RADIO FOR THE 99 PERCENT: After years of grassroots campaigning by media activists, the airwaves are clearing for community radio. On March 19 the Federal Communications Commission (FCC) made room on the spectrum for new low-power FM stations, which will be licensed to locally based nonprofits, by dismissing thousands of applications for translators rebroadcasting distant stations.
“This is a major opportunity to transform the radio dial and to put media back in the hands of our communities,” says Brandy Doyle, policy director for the Prometheus Radio Project. With a range of a few miles and a start-up cost of as little as $10,000, low-power radio provides an accessible means of spreading local news. Such stations “can be real extensors for building community power,” says Milena Velis, an organizer with the Media Mobilizing Project, particularly in low-income, immigrant and working-class neighborhoods.

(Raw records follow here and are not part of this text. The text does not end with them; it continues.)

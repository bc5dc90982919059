use serde::{Deserialize, Serialize};
use sqlx::FromRow;
use utoipa::ToSchema;

/// 管理员模型
#[derive(Debug, Clone, Serialize, Deserialize, FromRow, ToSchema)]
pub struct Admin {
    /// 管理员ID
    pub id: i64,
    /// 用户名
    pub username: String,
    /// bcrypt 密码哈希，不对外输出
    #[serde(skip_serializing, default)]
    #[schema(write_only)]
    pub password: String,
}
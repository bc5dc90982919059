use super::AppState;
use crate::{error::AppResult, response::ApiResponse};
use axum::{extract::State, response::Json};
use serde_json::{Value, json};

/// 服务健康检查
pub async fn health_check() -> Json<ApiResponse<Value>> {
    Json(ApiResponse::success(json!({
        "status": "ok",
        "version": env!("CARGO_PKG_VERSION"),
    })))
}

/// 数据库健康检查
pub async fn db_health_check(State(state): State<AppState>) -> Json<ApiResponse<Value>> {
    component_health("database", "数据库", state.database.health_check().await)
}

/// 会话存储健康检查
pub async fn session_health_check(State(state): State<AppState>) -> Json<ApiResponse<Value>> {
    component_health("session", "会话存储", state.admin.session_health().await)
}

/// 文件存储健康检查
pub async fn storage_health_check(State(state): State<AppState>) -> Json<ApiResponse<Value>> {
    component_health("storage", "存储服务", state.storage.health_check().await)
}

fn component_health(key: &str, label: &str, result: AppResult<bool>) -> Json<ApiResponse<Value>> {
    match result {
        Ok(true) => {
            let mut details = serde_json::Map::new();
            details.insert(key.to_string(), json!("healthy"));
            details.insert("timestamp".to_string(), json!(chrono::Utc::now().to_rfc3339()));
            Json(ApiResponse::success(Value::Object(details)))
        }
        Ok(false) => Json(ApiResponse::error_with_data(
            503,
            format!("{}连接异常", label),
            json!({"status": "unhealthy"}),
        )),
        Err(e) => {
            tracing::error!("{}健康检查失败: {}", label, e);
            Json(ApiResponse::error_with_data(
                503,
                format!("{}健康检查失败: {}", label, e),
                json!({"status": "error"}),
            ))
        }
    }
}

The decision is a final step toward implementing the Local Community Radio Act, which Congress passed in 2010 to remove decade-old restrictions on community radio. Nonprofits will have the opportunity to apply for a spot on the dial in a licensing period that could begin as early as next winter. That window, says the FCC, presents “a critical, and indeed possibly a last, opportunity to nurture and promote a community radio service” in underserved urban communities. ZOË CARPENTER
DEMS DIVIDED OVER HONDURAS: Almost three years after the military coup that deposed Honduran President Manuel Zelaya, the Obama administration is still shoring up Porfirio Lobo’s illegitimate regime, while the country’s human rights situation continues to degenerate. On March 10 Fausto Evelio Hernandez was killed, the eighteenth journalist slain in two years. The month before, 360 prisoners died in the most horrific prison fire in modern history, when their guards threw away the keys and held back firefighters for thirty minutes.

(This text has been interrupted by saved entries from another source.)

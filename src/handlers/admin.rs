use super::{AppState, auth::{AuthAdmin, read_token}};
use crate::{
    error::{AppError, AppResult},
    models::Admin,
    response::ApiResponse,
};
use axum::{
    Extension,
    extract::State,
    http::HeaderMap,
    response::Json,
};
use serde::{Deserialize, Serialize};
use utoipa::ToSchema;

/// 用户名与密码
#[derive(Debug, Deserialize, ToSchema)]
pub struct Credentials {
    pub username: String,
    pub password: String,
}

/// 登录响应
#[derive(Debug, Serialize, ToSchema)]
pub struct LoginResponse {
    pub token: String,
    pub admin: Admin,
}

/// 修改密码请求
#[derive(Debug, Deserialize, ToSchema)]
pub struct ResetPasswordRequest {
    pub password: String,
}

/// 新令牌
#[derive(Debug, Serialize, ToSchema)]
pub struct TokenResponse {
    pub token: String,
}

/// 管理员登录
#[utoipa::path(
    post,
    path = "/api/admin/login",
    tag = "管理员",
    request_body = Credentials,
    responses(
        (status = 200, description = "登录成功", body = LoginResponse),
        (status = 403, description = "用户名或密码错误")
    )
)]
pub async fn login(
    State(state): State<AppState>,
    Json(request): Json<Credentials>,
) -> AppResult<Json<ApiResponse<LoginResponse>>> {
    let (admin, token) = state.admin.login(&request.username, &request.password).await?;

    Ok(Json(ApiResponse::success(LoginResponse { token, admin })))
}

/// 退出登录，令牌无效时同样返回成功
#[utoipa::path(
    post,
    path = "/api/admin/logout",
    tag = "管理员",
    responses((status = 200, description = "已退出"))
)]
pub async fn logout(State(state): State<AppState>, headers: HeaderMap) -> Json<ApiResponse<()>> {
    if let Some(token) = read_token(&headers, &state.config.session.header) {
        match state.admin.check_and_refresh_token(&token).await {
            Ok(Some(admin_id)) => {
                if let Err(e) = state.admin.logout(admin_id, &token).await {
                    tracing::warn!("移除令牌失败: {}", e);
                }
            }
            Ok(None) => {}
            Err(e) => tracing::debug!("退出时令牌无效: {}", e),
        }
    }

    Json(ApiResponse::<()>::message_success("已退出"))
}

/// 修改当前管理员密码，其它令牌全部失效
#[utoipa::path(
    post,
    path = "/api/admin/password",
    tag = "管理员",
    request_body = ResetPasswordRequest,
    responses(
        (status = 200, description = "修改成功，返回新令牌", body = TokenResponse),
        (status = 401, description = "未授权")
    )
)]
pub async fn reset_password(
    State(state): State<AppState>,
    Extension(auth): Extension<AuthAdmin>,
    Json(request): Json<ResetPasswordRequest>,
) -> AppResult<Json<ApiResponse<TokenResponse>>> {
    let token = state
        .admin
        .reset_password(auth.admin_id, &request.password)
        .await?;

    Ok(Json(ApiResponse::success(TokenResponse { token })))
}

/// 当前管理员信息
#[utoipa::path(
    get,
    path = "/api/admin/me",
    tag = "管理员",
    responses(
        (status = 200, description = "查询成功", body = Admin),
        (status = 401, description = "未授权")
    )
)]
pub async fn me(
    State(state): State<AppState>,
    Extension(auth): Extension<AuthAdmin>,
) -> AppResult<Json<ApiResponse<Admin>>> {
    let admin = state
        .admin
        .get_admin_by_id(auth.admin_id)
        .await?
        .ok_or_else(|| AppError::not_found(format!("管理员 {}", auth.admin_id)))?;

    Ok(Json(ApiResponse::success(admin)))
}

/// 创建管理员
#[utoipa::path(
    post,
    path = "/api/admin/register",
    tag = "管理员",
    request_body = Credentials,
    responses(
        (status = 200, description = "创建成功", body = Admin),
        (status = 409, description = "用户名已存在")
    )
)]
pub async fn register(
    State(state): State<AppState>,
    Extension(auth): Extension<AuthAdmin>,
    Json(request): Json<Credentials>,
) -> AppResult<Json<ApiResponse<Admin>>> {
    let admin = state
        .admin
        .register_admin(&request.username, &request.password)
        .await?;
    tracing::info!("管理员 {} 创建了管理员 {}", auth.admin_id, admin.username);

    Ok(Json(ApiResponse::success(admin)))
}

Congress, though, is finally pushing back against the administration’s support for Lobo. On March 9 ninety-four members of Congress signed a letter to Secretary of State Hillary Clinton, calling for a suspension of police and military aid to Honduras. Spon- sored by Democratic Representative Jan Schakowsky, the letter has been endorsed by the AFL-CIO and by nine major unions.
That letter came just a few days after an unprecedented appeal to Clinton, written by Democratic Representative Barbara Mikulski and signed by seven senators, that expressed alarm over human rights violations, including killings of civilians by Honduran security forces. It was the first time senators had jointly addressed the crisis in Honduras.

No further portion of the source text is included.